エロ要素があるページだ……挿入された男根が書かれているページだ……とちょっとワクワクしました。ええ、しました。しかも景楽さんのいる部屋でズコバコして、おまけにザクザクしてたんだな、とさらに興奮しました。記知くん、恐るべき男です。

 でもってページ捲ったら何食わぬ顔でマンコ縫合してる景楽さんが出て来るんだもんなーーーーーー! この景楽さん、めっちゃ美人だな……美人が冷静にマンコ縫ってる……怖……

 しかもカレシシリーズなはずなのに記知くんと景楽さんできてるとかいうね、お互いがお互い大好きか、好き……そのせいでお互いの望むセックスが出来てないのもなんだかぐっとくるものがありますね。

 記知くんのタトゥーがセクシーというかえっちというか。ピアスもいっぱいで、フェロモン出てそうな具合がすごいです。

 とは言えこの話でもっともキたのは、景楽の「処女じゃない女性は全員魔女なんだ」ですね。親近感湧くな……と震えずにいられない台詞……普段から「初潮を迎えた少女は死ぬんだ」とか言ってるロリコンに妙な角度で刺さる台詞だったんですよ。分かる、なんか分かるよ景楽さん……そういうのってあるよね。

 それにしてもこの二人で受け攻め考えるの難しすぎるな……。強いて言うなら記知受けの方がいつもの好みに近いかな……とは思うものの、確実に景楽さんが勃たない……。難しいんでリバってことにしたい……つらい……

 

九条薫・望月浩太郎

 カフェで働いてそうな優男が女の子の手首取ってる……しかも先生先生ってハートマークつける勢いで懐いてる……尋常じゃない……

 九条先生は人間を実験動物としか見ていないような印象さえ与えてきますね。いいぞいいぞ……と内心拍手してます。そして望月くんをコケに例える比喩能力。

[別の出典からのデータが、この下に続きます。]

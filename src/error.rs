//! Error types for tipbot

use thiserror::Error;

#[derive(Error, Debug)]
pub enum Error {
    #[error("IO error: {0}")]
    Io(#[from] std::io::Error),

    #[error("JSON error: {0}")]
    Json(#[from] serde_json::Error),

    #[error("HTTP error: {0}")]
    Http(#[from] reqwest::Error),

    #[error("Invalid plan: {0}")]
    InvalidPlan(String),

    #[error("Invalid phone number: {0}")]
    InvalidPhone(String),

    #[error("Invalid callback payload: {0}")]
    InvalidCallback(String),

    #[error("Payment already requested for plan: {0}")]
    AlreadyRequested(String),

    #[error("Unauthorized: {0}")]
    Unauthorized(String),

    #[error("User not found: {0}")]
    UserNotFound(String),

    #[error("Session not found: {0}")]
    SessionNotFound(String),

    #[error("Relay client error: {0}")]
    Relay(String),

    #[error("Startup failed: {0}")]
    FatalInit(String),
}

pub type Result<T> = std::result::Result<T, Error>;
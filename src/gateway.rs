//! HTTP health surface
//!
//! Runs on its own task and treats the event loop as a foreign scheduler:
//! reads are served from the latest published snapshot, and the one mutating
//! endpoint posts a command onto the event-loop queue and awaits the reply
//! instead of touching core state directly.

use crate::daemon::LoopCommand;
use crate::error::Result;
use axum::extract::State;
use axum::http::StatusCode;
use axum::routing::{get, post};
use axum::{Json, Router};
use chrono::{DateTime, Utc};
use serde::Serialize;
use serde_json::{json, Value};
use std::time::Duration;
use tokio::net::TcpListener;
use tokio::sync::{mpsc, oneshot, watch};
use tracing::info;

/// Point-in-time view of the daemon, published by the event loop after each
/// iteration. Readers get eventual consistency, never a lock on the loop.
#[derive(Debug, Clone, Serialize)]
pub struct StatusSnapshot {
    pub service: &'static str,
    pub running: bool,
    pub bot_connected: bool,
    pub relay_active: bool,
    pub relay_live: usize,
    pub relay_total: usize,
    pub reactivation_count: u64,
    pub auto_reactivation: bool,
    #[serde(skip_serializing_if = "Option::is_none")]
    pub last_reactivation: Option<DateTime<Utc>>,
    pub users_total: usize,
    pub users_active: usize,
    pub timestamp: DateTime<Utc>,
}

impl StatusSnapshot {
    pub fn starting() -> Self {
        Self {
            service: "tipbot",
            running: false,
            bot_connected: false,
            relay_active: false,
            relay_live: 0,
            relay_total: 0,
            reactivation_count: 0,
            auto_reactivation: true,
            last_reactivation: None,
            users_total: 0,
            users_active: 0,
            timestamp: Utc::now(),
        }
    }
}

#[derive(Clone)]
pub struct AppState {
    pub commands: mpsc::Sender<LoopCommand>,
    pub snapshot: watch::Receiver<StatusSnapshot>,
}

pub fn router(state: AppState) -> Router {
    Router::new()
        .route("/", get(liveness))
        .route("/status", get(status))
        .route("/reactivate", post(reactivate))
        .route("/health-monitor", get(health_monitor))
        .with_state(state)
}

pub async fn serve(listener: TcpListener, state: AppState) -> Result<()> {
    info!("Health surface listening on {:?}", listener.local_addr());
    axum::serve(listener, router(state)).await?;
    Ok(())
}

async fn liveness(State(state): State<AppState>) -> Json<Value> {
    let snapshot = state.snapshot.borrow().clone();
    Json(json!({
        "service": snapshot.service,
        "status": if snapshot.running { "running" } else { "starting" },
        "bot_connected": snapshot.bot_connected,
        "relay_active": snapshot.relay_active,
        "timestamp": Utc::now(),
    }))
}

async fn status(State(state): State<AppState>) -> Json<Value> {
    let snapshot = state.snapshot.borrow().clone();
    Json(json!({
        "snapshot": snapshot,
        "components": {
            "licenses": true,
            "sessions": true,
            "watchdog": true,
            "gateway": true,
        },
    }))
}

async fn reactivate(State(state): State<AppState>) -> (StatusCode, Json<Value>) {
    let (reply, report) = oneshot::channel();
    if state
        .commands
        .send(LoopCommand::Reactivate { reply })
        .await
        .is_err()
    {
        return (
            StatusCode::SERVICE_UNAVAILABLE,
            Json(json!({"error": "event loop unavailable"})),
        );
    }

    match tokio::time::timeout(Duration::from_secs(30), report).await {
        Ok(Ok(report)) => (
            StatusCode::OK,
            Json(json!({
                "message": "reactivation complete",
                "report": report,
                "timestamp": Utc::now(),
            })),
        ),
        Ok(Err(_)) => (
            StatusCode::INTERNAL_SERVER_ERROR,
            Json(json!({"error": "event loop dropped the request"})),
        ),
        Err(_) => (
            StatusCode::GATEWAY_TIMEOUT,
            Json(json!({"error": "reactivation timed out"})),
        ),
    }
}

async fn health_monitor(State(state): State<AppState>) -> (StatusCode, Json<Value>) {
    let snapshot = state.snapshot.borrow().clone();

    if snapshot.bot_connected {
        return (
            StatusCode::OK,
            Json(json!({
                "status": "healthy",
                "bot_connected": true,
                "relay_active": snapshot.relay_active,
                "timestamp": Utc::now(),
            })),
        );
    }

    // Primary is down: fire the same repair path as POST /reactivate but
    // do not hold the caller; it is expected to retry.
    let (reply, _discard) = oneshot::channel();
    let _ = state
        .commands
        .try_send(LoopCommand::Reactivate { reply });

    (
        StatusCode::SERVICE_UNAVAILABLE,
        Json(json!({
            "status": "bot_disconnected",
            "action": "reactivation_triggered",
            "reactivation_count": snapshot.reactivation_count,
        })),
    )
}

 それにしてもこの話も知識が使われているな、と感心しました。蜘蛛毒って。いい物を描くには知識がいるんですね。

 で、この話で好きなところなんですけど、九条先生が拘束を解いてやるといっているシーンですね。目がアップになるコマ。ここ。この、黒目が横に長くなるところ。ただでさえいい四白眼してるのに、いい表情を見せてくれて私は満足です。大介さんの描く、この笑った時にちょっと黒目が横に長くなるのがツボです。ゲス、って感じの顔。堪らんです。

 

玉瀬園六

 園六先生! この本での名前のあるキャラで一番好きです。アンニュイな年齢不詳、飄々とした語り口、車椅子、魅力詰まりすぎですね。しかも見世物として不具の子を製作させるという鬼の所業。人をこき使うのもまたうまいんだこの人。

 でも私が惚れたの、最後のページにいる双頭ちゃんなんですよね。右端の。もうめっちゃ可愛くないですかこの子、この子達? 1が購入できずに2を買ってしまったのですが、この子達名前あるんでしょうかね……二つ口あるけど喋るんですかね……この子達をじっくり見せてもらいたいです。可愛い。好き。

 

西園寺徹

 またしても無邪気な子だ。いい笑顔でビックリするくらい返り血でびしょびしょなんですよね。泥遊びしてきた幼稚園児みたい。しゃべり方が既にアホっぽくて、大型犬! って感じですね。

 コミカルな口調で、可愛らしく電話対応して、やっていることは恐らくこの本で一番えげつないという西園寺くん。生きたまま生皮を剥ぐという、地獄の獄卒でもそこまでやらんだろう……というようなことを電話をしながら軽くやってのける恐ろしい子です。

 しかもカッとなって殺しておいて、死んでるのなんでだろうって首を傾げてしまうのもまた頭の螺子がそこらに転がってそうでキュートです。

 譲り受けた骨なんかもおもちゃのようにしている23歳児。いやはや、可愛いんだか怖いんだか。どっちかって言うと可愛いが勝りますけど。

 

 他にも言いたいことはいっぱいあるんですけども!

 絵心無い殺人鬼たちの狂気の園とか、ぴいぴい泣いちゃう記知くんとか、生贄を見て楽しそうと静かに狂気を膨れ上がらせる殺人鬼軍団とか……字数がそれこそ大変になるので、もう後は読み返すたびにTwitterで言ってると思います。

 

 旭さん、大介さん、こんな素敵な本をありがとうございます。印刷時などトラブルもあったようですが……購入できて本当に幸せです。「楽しいこと」を、観客として楽しませていただきました。

 

 あとは、そう、この家を出て行くまで家族にいかに見つからないかを考えなければ。さすがにこの趣味は露見してないし、露見させるわけにもいかないので……LOよりは隠しやすいですけどね! あれ分厚いし!